Interesting piece in the NYT about the commingling of Eurasian species American after the "discovery" of the Americas. Slightly odd as well, for apparently it all starts in 1620 or so (Jamestown) and or 1621 with Plymouth and the Mayflower:
Until the arrival of the Mayflower, continental drift had kept apart North America and Europe for hundreds of millions of years. Plymouth Colony (and its less successful predecessor in Jamestown) reunited the continents. Ecosystems that had evolved separately for millennia collided. The ensuing biological tumult – plants exploding over the landscape, animal species spiking in population or going extinct – had consequences as profound as those from the cultural encounter at the center of Brownscombe’s painting.
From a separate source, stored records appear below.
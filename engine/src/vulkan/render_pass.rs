use anyhow::Result;
use vulkanalia::vk::{self, DeviceV1_0, HasBuilder};

use super::{
    context::{SwapchainObjects, VulkanContext},
    device::VulkanDevice,
};

/// Color, depth and (when multisampled) resolve attachments, in framebuffer
/// order.
pub fn attachment_descriptions(
    color_format: vk::Format,
    depth_format: vk::Format,
    samples: vk::SampleCountFlags,
) -> Vec<vk::AttachmentDescription> {
    let multisampled = samples != vk::SampleCountFlags::_1;

    let color_attachment = vk::AttachmentDescription::builder()
        .format(color_format)
        .samples(samples)
        .load_op(vk::AttachmentLoadOp::CLEAR)
        .store_op(vk::AttachmentStoreOp::STORE)
        .stencil_load_op(vk::AttachmentLoadOp::DONT_CARE)
        .stencil_store_op(vk::AttachmentStoreOp::DONT_CARE)
        .initial_layout(vk::ImageLayout::UNDEFINED)
        .final_layout(if multisampled {
            vk::ImageLayout::COLOR_ATTACHMENT_OPTIMAL
        } else {
            vk::ImageLayout::PRESENT_SRC_KHR
        })
        .build();

    let depth_stencil_attachment = vk::AttachmentDescription::builder()
        .format(depth_format)
        .samples(samples)
        .load_op(vk::AttachmentLoadOp::CLEAR)
        .store_op(vk::AttachmentStoreOp::DONT_CARE)
        .stencil_load_op(vk::AttachmentLoadOp::DONT_CARE)
        .stencil_store_op(vk::AttachmentStoreOp::DONT_CARE)
        .initial_layout(vk::ImageLayout::UNDEFINED)
        .final_layout(vk::ImageLayout::DEPTH_STENCIL_ATTACHMENT_OPTIMAL)
        .build();

    let mut attachments = vec![color_attachment, depth_stencil_attachment];

    if multisampled {
        let color_resolve_attachment = vk::AttachmentDescription::builder()
            .format(color_format)
            .samples(vk::SampleCountFlags::_1)
            .load_op(vk::AttachmentLoadOp::DONT_CARE)
            .store_op(vk::AttachmentStoreOp::STORE)
            .stencil_load_op(vk::AttachmentLoadOp::DONT_CARE)
            .stencil_store_op(vk::AttachmentStoreOp::DONT_CARE)
            .initial_layout(vk::ImageLayout::UNDEFINED)
            .final_layout(vk::ImageLayout::PRESENT_SRC_KHR)
            .build();
        attachments.push(color_resolve_attachment);
    }

    attachments
}

#[derive(Debug)]
pub struct VulkanRenderPass;

impl VulkanRenderPass {
    pub unsafe fn create(device: &VulkanDevice, context: &mut VulkanContext) -> Result<()> {
        let attachments = attachment_descriptions(
            context.swapchain_format,
            context.depth_format,
            context.msaa_samples,
        );

        // Subpass
        let color_attachment_ref = vk::AttachmentReference::builder()
            .attachment(0)
            .layout(vk::ImageLayout::COLOR_ATTACHMENT_OPTIMAL);
        let depth_stencil_attachment_ref = vk::AttachmentReference::builder()
            .attachment(1)
            .layout(vk::ImageLayout::DEPTH_STENCIL_ATTACHMENT_OPTIMAL);
        let color_resolve_attachment_ref = vk::AttachmentReference::builder()
            .attachment(2)
            .layout(vk::ImageLayout::COLOR_ATTACHMENT_OPTIMAL);

        let color_attachments = &[color_attachment_ref];
        let resolve_attachments = &[color_resolve_attachment_ref];
        let mut subpass = vk::SubpassDescription::builder()
            .pipeline_bind_point(vk::PipelineBindPoint::GRAPHICS)
            .color_attachments(color_attachments)
            .depth_stencil_attachment(&depth_stencil_attachment_ref);

        if attachments.len() > 2 {
            subpass = subpass.resolve_attachments(resolve_attachments);
        }

        // Dependency
        let stages = vk::PipelineStageFlags::COLOR_ATTACHMENT_OUTPUT
            | vk::PipelineStageFlags::EARLY_FRAGMENT_TESTS;
        let dependency = vk::SubpassDependency::builder()
            .src_subpass(vk::SUBPASS_EXTERNAL)
            .dst_subpass(0)
            .src_stage_mask(stages)
            .src_access_mask(vk::AccessFlags::empty())
            .dst_stage_mask(stages)
            .dst_access_mask(
                vk::AccessFlags::COLOR_ATTACHMENT_WRITE
                    | vk::AccessFlags::DEPTH_STENCIL_ATTACHMENT_WRITE,
            );

        // Create
        let subpasses = &[subpass];
        let dependencies = &[dependency];
        let info = vk::RenderPassCreateInfo::builder()
            .attachments(&attachments)
            .subpasses(subpasses)
            .dependencies(dependencies);

        context.render_pass = device.vk_device.create_render_pass(&info, None)?;

        Ok(())
    }

    pub unsafe fn destroy(device: &VulkanDevice, objects: &SwapchainObjects) {
        device
            .vk_device
            .destroy_render_pass(objects.render_pass, None);
    }
}

#[cfg(test)]
mod tests {
    use super::*;

    const COLOR: vk::Format = vk::Format::B8G8R8A8_SRGB;
    const DEPTH: vk::Format = vk::Format::D32_SFLOAT;

    #[test]
    fn multisampled_pass_resolves_into_presentable_image() {
        let attachments = attachment_descriptions(COLOR, DEPTH, vk::SampleCountFlags::_4);

        assert_eq!(attachments.len(), 3);
        assert_eq!(attachments[0].samples, vk::SampleCountFlags::_4);
        assert_eq!(
            attachments[0].final_layout,
            vk::ImageLayout::COLOR_ATTACHMENT_OPTIMAL
        );
        assert_eq!(attachments[1].format, DEPTH);
        assert_eq!(attachments[1].samples, vk::SampleCountFlags::_4);
        assert_eq!(attachments[2].samples, vk::SampleCountFlags::_1);
        assert_eq!(attachments[2].final_layout, vk::ImageLayout::PRESENT_SRC_KHR);
    }

    #[test]
    fn single_sample_pass_presents_color_directly() {
        let attachments = attachment_descriptions(COLOR, DEPTH, vk::SampleCountFlags::_1);

        assert_eq!(attachments.len(), 2);
        assert_eq!(attachments[0].format, COLOR);
        assert_eq!(attachments[0].final_layout, vk::ImageLayout::PRESENT_SRC_KHR);
        assert_eq!(
            attachments[1].final_layout,
            vk::ImageLayout::DEPTH_STENCIL_ATTACHMENT_OPTIMAL
        );
    }
}
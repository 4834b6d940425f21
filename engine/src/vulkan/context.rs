use std::mem;

use vulkanalia::vk;

use super::device::QueueFamilies;

/// The Vulkan handles and associated properties used by the renderer.
#[derive(Clone, Debug, Default)]
pub struct VulkanContext {
    // Debug
    pub messenger: Option<vk::DebugUtilsMessengerEXT>,
    // Surface
    pub surface: vk::SurfaceKHR,
    // Physical Device / Logical Device
    pub physical_device: vk::PhysicalDevice,
    pub queue_families: QueueFamilies,
    pub graphics_queue: vk::Queue,
    pub present_queue: vk::Queue,
    pub msaa_samples: vk::SampleCountFlags,
    // Swapchain
    pub swapchain_format: vk::Format,
    pub swapchain_extent: vk::Extent2D,
    pub swapchain: vk::SwapchainKHR,
    pub swapchain_images: Vec<vk::Image>,
    pub swapchain_image_views: Vec<vk::ImageView>,
    // Pipeline
    pub render_pass: vk::RenderPass,
    pub descriptor_set_layout: vk::DescriptorSetLayout,
    pub pipeline_layout: vk::PipelineLayout,
    pub pipeline: vk::Pipeline,
    // Framebuffers
    pub framebuffers: Vec<vk::Framebuffer>,
    // Command Pool
    pub command_pool: vk::CommandPool,
    pub command_buffers: Vec<vk::CommandBuffer>,
    // Color / Depth attachments
    pub color_image: vk::Image,
    pub color_image_memory: vk::DeviceMemory,
    pub color_image_view: vk::ImageView,
    pub depth_format: vk::Format,
    pub depth_image: vk::Image,
    pub depth_image_memory: vk::DeviceMemory,
    pub depth_image_view: vk::ImageView,
    // Texture
    pub mip_levels: u32,
    pub texture_image: vk::Image,
    pub texture_image_memory: vk::DeviceMemory,
    pub texture_image_view: vk::ImageView,
    pub texture_sampler: vk::Sampler,
    // Model
    pub index_count: u32,
    pub vertex_buffer: vk::Buffer,
    pub vertex_buffer_memory: vk::DeviceMemory,
    pub index_buffer: vk::Buffer,
    pub index_buffer_memory: vk::DeviceMemory,
    // Uniforms
    pub uniform_buffers: Vec<vk::Buffer>,
    pub uniform_buffers_memory: Vec<vk::DeviceMemory>,
    // Descriptors
    pub descriptor_pool: vk::DescriptorPool,
    pub descriptor_sets: Vec<vk::DescriptorSet>,
    // Sync Objects
    pub image_available_semaphores: Vec<vk::Semaphore>,
    pub render_finished_semaphores: Vec<vk::Semaphore>,
    pub in_flight_fences: Vec<vk::Fence>,
}

/// Handles sized to the swapchain, moved out of a [`VulkanContext`] for
/// teardown.
#[derive(Clone, Debug, Default)]
pub struct SwapchainObjects {
    pub swapchain: vk::SwapchainKHR,
    pub swapchain_image_views: Vec<vk::ImageView>,
    pub render_pass: vk::RenderPass,
    pub pipeline_layout: vk::PipelineLayout,
    pub pipeline: vk::Pipeline,
    pub framebuffers: Vec<vk::Framebuffer>,
    pub command_buffers: Vec<vk::CommandBuffer>,
    pub color_image: vk::Image,
    pub color_image_memory: vk::DeviceMemory,
    pub color_image_view: vk::ImageView,
    pub depth_image: vk::Image,
    pub depth_image_memory: vk::DeviceMemory,
    pub depth_image_view: vk::ImageView,
    pub uniform_buffers: Vec<vk::Buffer>,
    pub uniform_buffers_memory: Vec<vk::DeviceMemory>,
    pub descriptor_pool: vk::DescriptorPool,
}

impl VulkanContext {
    /// Moves out every handle sized to the swapchain, leaving null handles
    /// and empty lists behind. A second call yields nothing to destroy.
    pub fn take_swapchain_objects(&mut self) -> SwapchainObjects {
        self.swapchain_images.clear();
        self.descriptor_sets.clear();

        SwapchainObjects {
            swapchain: mem::take(&mut self.swapchain),
            swapchain_image_views: mem::take(&mut self.swapchain_image_views),
            render_pass: mem::take(&mut self.render_pass),
            pipeline_layout: mem::take(&mut self.pipeline_layout),
            pipeline: mem::take(&mut self.pipeline),
            framebuffers: mem::take(&mut self.framebuffers),
            command_buffers: mem::take(&mut self.command_buffers),
            color_image: mem::take(&mut self.color_image),
            color_image_memory: mem::take(&mut self.color_image_memory),
            color_image_view: mem::take(&mut self.color_image_view),
            depth_image: mem::take(&mut self.depth_image),
            depth_image_memory: mem::take(&mut self.depth_image_memory),
            depth_image_view: mem::take(&mut self.depth_image_view),
            uniform_buffers: mem::take(&mut self.uniform_buffers),
            uniform_buffers_memory: mem::take(&mut self.uniform_buffers_memory),
            descriptor_pool: mem::take(&mut self.descriptor_pool),
        }
    }
}

#[cfg(test)]
mod tests {
    use super::*;
    use vulkanalia::vk::Handle;

    fn live_context() -> VulkanContext {
        VulkanContext {
            swapchain: vk::SwapchainKHR::from_raw(1),
            swapchain_images: vec![vk::Image::from_raw(2), vk::Image::from_raw(3)],
            swapchain_image_views: vec![vk::ImageView::from_raw(4), vk::ImageView::from_raw(5)],
            render_pass: vk::RenderPass::from_raw(6),
            pipeline_layout: vk::PipelineLayout::from_raw(7),
            pipeline: vk::Pipeline::from_raw(8),
            framebuffers: vec![vk::Framebuffer::from_raw(9)],
            command_buffers: vec![vk::CommandBuffer::from_raw(10)],
            color_image: vk::Image::from_raw(11),
            color_image_memory: vk::DeviceMemory::from_raw(12),
            color_image_view: vk::ImageView::from_raw(13),
            depth_image: vk::Image::from_raw(14),
            depth_image_memory: vk::DeviceMemory::from_raw(15),
            depth_image_view: vk::ImageView::from_raw(16),
            uniform_buffers: vec![vk::Buffer::from_raw(17)],
            uniform_buffers_memory: vec![vk::DeviceMemory::from_raw(18)],
            descriptor_pool: vk::DescriptorPool::from_raw(19),
            descriptor_sets: vec![vk::DescriptorSet::from_raw(20)],
            command_pool: vk::CommandPool::from_raw(21),
            ..Default::default()
        }
    }

    #[test]
    fn taking_swapchain_objects_leaves_null_handles() {
        let mut context = live_context();

        let objects = context.take_swapchain_objects();
        assert_eq!(objects.swapchain, vk::SwapchainKHR::from_raw(1));
        assert_eq!(objects.pipeline, vk::Pipeline::from_raw(8));
        assert_eq!(objects.descriptor_pool, vk::DescriptorPool::from_raw(19));
        assert_eq!(objects.framebuffers.len(), 1);

        assert!(context.swapchain.is_null());
        assert!(context.render_pass.is_null());
        assert!(context.pipeline_layout.is_null());
        assert!(context.pipeline.is_null());
        assert!(context.color_image.is_null());
        assert!(context.color_image_memory.is_null());
        assert!(context.color_image_view.is_null());
        assert!(context.depth_image.is_null());
        assert!(context.depth_image_memory.is_null());
        assert!(context.depth_image_view.is_null());
        assert!(context.descriptor_pool.is_null());
        assert!(context.swapchain_images.is_empty());
        assert!(context.swapchain_image_views.is_empty());
        assert!(context.descriptor_sets.is_empty());
        assert!(context.uniform_buffers_memory.is_empty());
    }

    #[test]
    fn second_take_after_failed_rebuild_yields_nothing_live() {
        let mut context = live_context();
        context.take_swapchain_objects();

        // A rebuild that got as far as the swapchain before failing.
        context.swapchain = vk::SwapchainKHR::from_raw(30);

        let objects = context.take_swapchain_objects();
        assert_eq!(objects.swapchain, vk::SwapchainKHR::from_raw(30));
        assert!(objects.pipeline.is_null());
        assert!(objects.render_pass.is_null());
        assert!(objects.descriptor_pool.is_null());
        assert!(objects.color_image.is_null());
        assert!(objects.depth_image_memory.is_null());
        assert!(objects.framebuffers.is_empty());
        assert!(objects.command_buffers.is_empty());

        // Device-wide handles are left alone.
        assert_eq!(context.command_pool, vk::CommandPool::from_raw(21));
    }
}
Rather a US centric view methinks….the arrival of smallpox ws the defining moment in the depopulation of the Americas and according to Jared Diamond that arrived in 1502 with a slave landed from Cuba.
American Indians were ambitious, sophisticated landscape managers. In South America, they drained vast areas of wetland; scattered networks of raised agricultural fields in Bolivia, Colombia and the Guianas; and converted much of Amazonia into an "anthropogenic" forest – a mix of gardens, orchards and agricultural forests. Visitors to the Andes still gawp at the Indian terraces that carpet the highlands – more than 2,000 square miles of them in Peru alone, according to the geographer William M. Denevan, most of them at more than 9,000 feet.
Again, a rather strange ommission. These different Amerind cultures had almost no knowledge of each other. Incas didn’t know about Aztecs, neither knew about the N Americans nor the Maya.
OK, OK, quibbles maybe, but if one is going to write about the impact of Eurasia on the Americas, shouldn’t you start from the right place? The right time?